Мой проводник сказал им несколько слов обо мне. Один солдат немедленно же пошел в комнату. Скоро оттуда показался очень молодой сержант в сером мундирчике. Он испытывающе строго посмотрел мне в глаза. Я смотрю на него с полным сознанием своей невиновности. Сержант жестом указал, чтобы я снял свой мешочек. Один солдат вынул из него мою тетрадь-дневник и документы. Увидев у меня часы, попросили отдать им. Кстати сказать, часы были настоящие, офицерские, большие, серебряные с крышкой, фирмы «Павел Буре». Когда все это сержант отнес в свою комнату, я понял, что мои вещи арестованы.
– Голоден ли? – спросил он через переводчика.
Я не ел ничего с 9 часов утра, и, несмотря на это, есть не хотелось. Но я ответил, что голоден. К моему удивлению, они быстро согрели кофе; белый хлеб, коровье масло, молоко были их щедрым угощением.
Проводник ушел. Сержант немного напыщенно-начальническим жестом показал мне на приготовленную солому с одеялом в их помещении – приказал лечь спать. Я лег и моментально заснул, словно провалился в бездну.
Ночью проснулся и вижу – возле меня, на своей кровати, сидит один солдат в шинели и держит свою винтовку между ног. «Эг-ге-е… да я арестован», – определил свое положение. Это было не только что не страшно, но и правильно. Кто я – они не знали. Может быть, шпион? Не чувствуя за собой никакого греха перед Финляндией, вновь крепко заснул.
Наутро почувствовал боль в ногах от долгой ходьбы. Но я бодрюсь и рад «новому утру моей жизни». Солдаты смеются и принесли мне кофе, молоко, белый хлеб, коровье масло, сыр. Всего вдоволь. Даже не все можно съесть. Кофе с сахаром. Дают папиросы, но я не курю. Все было вкусно, питательно и в таком изобилии, словно попал на другую планету. И стыдно стало за Россию. Такая великая держава – и пришла в полное ничтожество…

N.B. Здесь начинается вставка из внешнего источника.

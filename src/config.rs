use color_eyre::{eyre::eyre, Result};
use serde::Deserialize;
use std::path::{Path, PathBuf};
use std::time::Duration;
use url::Url;

/// Tag that triggers replay of the deferred request queue.
pub const SYNC_REQUESTS_TAG: &str = "sync-requests";

/// Tag that triggers the periodic app shell refresh.
pub const CONTENT_SYNC_TAG: &str = "content-sync";

#[derive(Debug, Clone, Deserialize)]
pub struct Config {
  /// Base URL every configured path is resolved against
  pub origin: String,
  #[serde(default = "default_cache_prefix")]
  pub cache_prefix: String,
  /// Bumping this invalidates every previously cached entry
  #[serde(default = "default_version_tag")]
  pub version_tag: String,
  #[serde(default = "default_precache")]
  pub precache: Vec<String>,
  #[serde(default = "default_fallback_path")]
  pub fallback_path: String,
  /// Path revalidated by the periodic refresh
  #[serde(default = "default_refresh_path")]
  pub refresh_path: String,
  #[serde(default = "default_icon")]
  pub icon: String,
  #[serde(default = "default_icon")]
  pub badge: String,
  #[serde(default = "default_periodic_hours")]
  pub periodic_min_interval_hours: u64,
  /// Network timeout in seconds. Unset means requests wait on the transport.
  pub fetch_timeout_secs: Option<u64>,
  /// Database path (defaults to $XDG_DATA_HOME/shellkeeper/worker.db)
  pub database: Option<PathBuf>,
  /// Directory for rolling log files (logs go to stderr if unset)
  pub log_dir: Option<PathBuf>,
  #[serde(default)]
  pub permissions: PermissionsConfig,
}

#[derive(Debug, Clone, Default, Deserialize)]
pub struct PermissionsConfig {
  #[serde(default)]
  pub periodic_sync: PermissionSetting,
  #[serde(default)]
  pub push: PermissionSetting,
}

#[derive(Debug, Clone, Copy, Default, Deserialize, PartialEq, Eq)]
#[serde(rename_all = "lowercase")]
pub enum PermissionSetting {
  Granted,
  Denied,
  /// Not decided yet; a request for it is answered with a grant
  #[default]
  Prompt,
}

fn default_cache_prefix() -> String {
  "qr-app-cache".to_string()
}

fn default_version_tag() -> String {
  "v1".to_string()
}

fn default_precache() -> Vec<String> {
  vec![
    "/".to_string(),
    "/offline.html".to_string(),
    "/favicon.ico".to_string(),
  ]
}

fn default_fallback_path() -> String {
  "/offline.html".to_string()
}

fn default_refresh_path() -> String {
  "/".to_string()
}

fn default_icon() -> String {
  "/icons/icon-192.png".to_string()
}

fn default_periodic_hours() -> u64 {
  24
}

impl Config {
  /// Configuration with every default applied for the given origin.
  pub fn for_origin(origin: &str) -> Self {
    Self {
      origin: origin.to_string(),
      cache_prefix: default_cache_prefix(),
      version_tag: default_version_tag(),
      precache: default_precache(),
      fallback_path: default_fallback_path(),
      refresh_path: default_refresh_path(),
      icon: default_icon(),
      badge: default_icon(),
      periodic_min_interval_hours: default_periodic_hours(),
      fetch_timeout_secs: None,
      database: None,
      log_dir: None,
      permissions: PermissionsConfig::default(),
    }
  }

  /// Load configuration from file.
  ///
  /// Search order:
  /// 1. Explicit path if provided
  /// 2. ./shellkeeper.yaml (current directory)
  /// 3. $XDG_CONFIG_HOME/shellkeeper/config.yaml
  ///
  /// With no file found, an origin override alone is enough to run on defaults.
  pub fn load(explicit_path: Option<&Path>, origin: Option<&str>) -> Result<Self> {
    let path = if let Some(p) = explicit_path {
      if p.exists() {
        Some(p.to_path_buf())
      } else {
        return Err(eyre!("Config file not found: {}", p.display()));
      }
    } else {
      Self::find_config_file()
    };

    let config = match (path, origin) {
      (Some(p), _) => Self::load_from_path(&p)?,
      (None, Some(o)) => Self::for_origin(o),
      (None, None) => {
        return Err(eyre!(
          "No configuration file found. Create one at ~/.config/shellkeeper/config.yaml\n\
                 or pass --origin."
        ))
      }
    };

    Ok(match origin {
      Some(o) => Config {
        origin: o.to_string(),
        ..config
      },
      None => config,
    })
  }

  fn find_config_file() -> Option<PathBuf> {
    let local = PathBuf::from("shellkeeper.yaml");
    if local.exists() {
      return Some(local);
    }

    if let Some(config_dir) = dirs::config_dir() {
      let xdg_path = config_dir.join("shellkeeper").join("config.yaml");
      if xdg_path.exists() {
        return Some(xdg_path);
      }
    }

    None
  }

  fn load_from_path(path: &Path) -> Result<Self> {
    let contents = std::fs::read_to_string(path)
      .map_err(|e| eyre!("Failed to read config file {}: {}", path.display(), e))?;

    Self::from_yaml(&contents)
      .map_err(|e| eyre!("Failed to parse config file {}: {}", path.display(), e))
  }

  pub fn from_yaml(contents: &str) -> Result<Self> {
    serde_yaml::from_str(contents).map_err(|e| eyre!("{}", e))
  }

  /// Resolve every path against the origin into the immutable worker configuration.
  pub fn worker_config(&self) -> Result<WorkerConfig> {
    let origin =
      Url::parse(&self.origin).map_err(|e| eyre!("Invalid origin '{}': {}", self.origin, e))?;

    let resolve = |path: &str| {
      origin
        .join(path)
        .map_err(|e| eyre!("Invalid path '{}': {}", path, e))
    };

    let mut precache_list = self
      .precache
      .iter()
      .map(|p| resolve(p))
      .collect::<Result<Vec<_>>>()?;

    // The offline page must be part of the install set
    let fallback_url = resolve(&self.fallback_path)?;
    if !precache_list.contains(&fallback_url) {
      precache_list.push(fallback_url.clone());
    }

    Ok(WorkerConfig {
      store_name: format!("{}-{}", self.cache_prefix, self.version_tag),
      version_tag: self.version_tag.clone(),
      refresh_url: resolve(&self.refresh_path)?,
      icon: self.icon.clone(),
      badge: self.badge.clone(),
      periodic_min_interval: Duration::from_secs(self.periodic_min_interval_hours * 60 * 60),
      fetch_timeout: self.fetch_timeout_secs.map(Duration::from_secs),
      origin,
      precache_list,
      fallback_url,
    })
  }

  /// Database location, falling back to the platform data directory.
  pub fn database_path(&self) -> Result<PathBuf> {
    if let Some(path) = &self.database {
      return Ok(path.clone());
    }

    let data_dir = dirs::data_dir()
      .or_else(|| dirs::home_dir().map(|p| p.join(".local/share")))
      .ok_or_else(|| eyre!("Could not determine data directory"))?;

    Ok(data_dir.join("shellkeeper").join("worker.db"))
  }
}

/// Immutable settings shared by every worker component.
#[derive(Debug, Clone)]
pub struct WorkerConfig {
  pub version_tag: String,
  /// Name of the cache store owned by this version
  pub store_name: String,
  pub origin: Url,
  pub precache_list: Vec<Url>,
  pub fallback_url: Url,
  pub refresh_url: Url,
  pub icon: String,
  pub badge: String,
  pub periodic_min_interval: Duration,
  pub fetch_timeout: Option<Duration>,
}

Сержант одет по форме. Он очень подтянут воински. На боку длинный маузер в деревянной кобуре-коробке. Показывает, чтобы я оделся в дорогу. Я одет. Он берет велосипед и, показав рукой куда-то на юг величественным жестом (при этом составил каблуки своих сапог вместе), командным голосом, глядя строго на меня, выкрикнул:
– Марз-з! (марш!)
На это я улыбнулся, и мы двинулись на юг. Он идет рядом со мной, держа свой велосипед руками, между нами. Куда меня он вел, я не знал. И не тревожился. Сильно ныли ноги. На мои советские сапоги стыдно было смотреть. Поджались каблуки. Все съехало вниз и беспомощно сидело на ногах. Сержант весело шагает, что-то насвистывает, изредка бросая на меня свой взгляд. Кобура его открыта, и маузер висит с противоположной от меня стороны. Между нами – велосипед.
Почему открыта кобура? Неужели для предосторожности против меня, если я наброшусь на него или захочу убежать?
После короткого привала я, словно незаметно, хотел начать идти с левой его стороны, то есть со стороны маузера, как он вдруг очень решительно, безо всякого намека на ослушание с моей стороны, не злобным, но начальническим рычанием показал мне мое место правее его, за велосипедом.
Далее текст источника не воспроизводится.